→ Data records
★ ★ ★
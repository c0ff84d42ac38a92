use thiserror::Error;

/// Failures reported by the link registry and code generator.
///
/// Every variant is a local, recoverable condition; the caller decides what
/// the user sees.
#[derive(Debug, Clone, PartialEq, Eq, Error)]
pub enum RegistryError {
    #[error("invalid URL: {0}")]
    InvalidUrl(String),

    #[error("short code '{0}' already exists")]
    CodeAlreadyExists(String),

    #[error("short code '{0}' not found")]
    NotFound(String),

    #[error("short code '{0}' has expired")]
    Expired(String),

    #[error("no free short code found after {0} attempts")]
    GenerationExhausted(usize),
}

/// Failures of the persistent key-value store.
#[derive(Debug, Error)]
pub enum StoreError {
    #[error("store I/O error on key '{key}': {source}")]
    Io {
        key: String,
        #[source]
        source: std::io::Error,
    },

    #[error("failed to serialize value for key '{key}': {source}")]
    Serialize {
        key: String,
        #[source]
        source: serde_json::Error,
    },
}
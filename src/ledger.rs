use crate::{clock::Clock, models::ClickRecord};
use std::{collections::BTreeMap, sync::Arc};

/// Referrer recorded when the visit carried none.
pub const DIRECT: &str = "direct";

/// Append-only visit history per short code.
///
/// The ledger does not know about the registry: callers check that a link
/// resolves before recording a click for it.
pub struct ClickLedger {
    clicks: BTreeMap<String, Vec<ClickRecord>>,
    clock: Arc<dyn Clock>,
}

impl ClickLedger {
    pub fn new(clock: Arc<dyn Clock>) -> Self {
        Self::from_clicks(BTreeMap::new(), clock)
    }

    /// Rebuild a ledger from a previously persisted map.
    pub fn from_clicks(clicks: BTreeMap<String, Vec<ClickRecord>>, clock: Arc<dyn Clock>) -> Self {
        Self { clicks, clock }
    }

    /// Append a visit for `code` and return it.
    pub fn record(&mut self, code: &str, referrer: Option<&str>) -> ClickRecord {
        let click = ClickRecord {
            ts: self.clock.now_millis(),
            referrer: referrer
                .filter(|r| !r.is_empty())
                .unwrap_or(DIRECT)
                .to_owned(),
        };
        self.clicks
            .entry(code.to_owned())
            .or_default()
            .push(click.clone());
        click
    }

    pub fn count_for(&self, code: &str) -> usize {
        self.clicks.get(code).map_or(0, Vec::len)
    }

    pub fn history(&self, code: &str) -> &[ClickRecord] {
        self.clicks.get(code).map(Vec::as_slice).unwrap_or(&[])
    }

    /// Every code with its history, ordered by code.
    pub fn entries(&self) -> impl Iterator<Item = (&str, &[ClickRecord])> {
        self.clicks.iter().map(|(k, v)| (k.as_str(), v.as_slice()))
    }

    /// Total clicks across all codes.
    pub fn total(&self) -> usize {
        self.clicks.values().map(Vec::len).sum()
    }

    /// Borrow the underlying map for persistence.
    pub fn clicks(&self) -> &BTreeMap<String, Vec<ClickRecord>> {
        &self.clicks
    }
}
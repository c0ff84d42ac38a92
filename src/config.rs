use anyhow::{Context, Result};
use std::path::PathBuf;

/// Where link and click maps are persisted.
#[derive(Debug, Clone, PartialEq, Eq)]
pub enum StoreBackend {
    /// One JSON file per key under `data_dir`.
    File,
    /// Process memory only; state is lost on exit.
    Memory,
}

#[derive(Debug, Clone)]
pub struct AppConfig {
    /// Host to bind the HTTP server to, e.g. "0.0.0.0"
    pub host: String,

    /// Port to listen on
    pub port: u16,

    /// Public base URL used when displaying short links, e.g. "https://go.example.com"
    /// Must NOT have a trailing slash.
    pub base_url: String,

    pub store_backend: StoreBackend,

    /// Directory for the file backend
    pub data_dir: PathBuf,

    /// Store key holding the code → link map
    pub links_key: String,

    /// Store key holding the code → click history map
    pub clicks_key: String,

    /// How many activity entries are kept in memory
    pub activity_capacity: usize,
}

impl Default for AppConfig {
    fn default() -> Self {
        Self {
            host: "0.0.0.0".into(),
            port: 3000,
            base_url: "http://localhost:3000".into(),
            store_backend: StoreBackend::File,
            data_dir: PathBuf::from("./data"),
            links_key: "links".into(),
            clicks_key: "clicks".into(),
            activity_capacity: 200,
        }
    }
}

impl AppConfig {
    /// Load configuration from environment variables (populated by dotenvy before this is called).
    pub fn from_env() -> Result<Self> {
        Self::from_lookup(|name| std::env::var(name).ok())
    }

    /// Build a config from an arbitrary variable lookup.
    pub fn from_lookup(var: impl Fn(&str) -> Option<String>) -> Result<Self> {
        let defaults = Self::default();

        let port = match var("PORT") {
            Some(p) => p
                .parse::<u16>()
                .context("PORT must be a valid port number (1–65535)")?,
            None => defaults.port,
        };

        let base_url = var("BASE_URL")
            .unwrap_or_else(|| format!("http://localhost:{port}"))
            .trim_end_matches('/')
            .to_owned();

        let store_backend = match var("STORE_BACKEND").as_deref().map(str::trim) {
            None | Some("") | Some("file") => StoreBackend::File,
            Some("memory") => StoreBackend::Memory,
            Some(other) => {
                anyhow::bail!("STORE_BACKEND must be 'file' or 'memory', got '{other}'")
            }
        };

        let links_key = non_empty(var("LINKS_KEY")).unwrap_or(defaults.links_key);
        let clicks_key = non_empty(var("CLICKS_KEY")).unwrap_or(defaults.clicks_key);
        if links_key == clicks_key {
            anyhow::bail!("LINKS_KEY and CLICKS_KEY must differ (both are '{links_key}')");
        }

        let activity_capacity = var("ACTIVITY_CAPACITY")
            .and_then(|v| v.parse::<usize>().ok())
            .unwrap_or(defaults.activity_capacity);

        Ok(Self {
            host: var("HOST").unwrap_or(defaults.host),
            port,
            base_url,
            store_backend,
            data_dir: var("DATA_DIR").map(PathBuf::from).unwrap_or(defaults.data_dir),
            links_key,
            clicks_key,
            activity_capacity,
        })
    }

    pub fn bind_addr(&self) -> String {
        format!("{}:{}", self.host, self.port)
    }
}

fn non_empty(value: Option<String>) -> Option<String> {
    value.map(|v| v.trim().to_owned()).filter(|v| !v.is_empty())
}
★ ★ ★
→ Brief
As you read the records above, find each line that contains "Append" and copy it.

→ Exercise answer
/// Append-only visit history per short code.
    /// Append a visit for `code` and return it.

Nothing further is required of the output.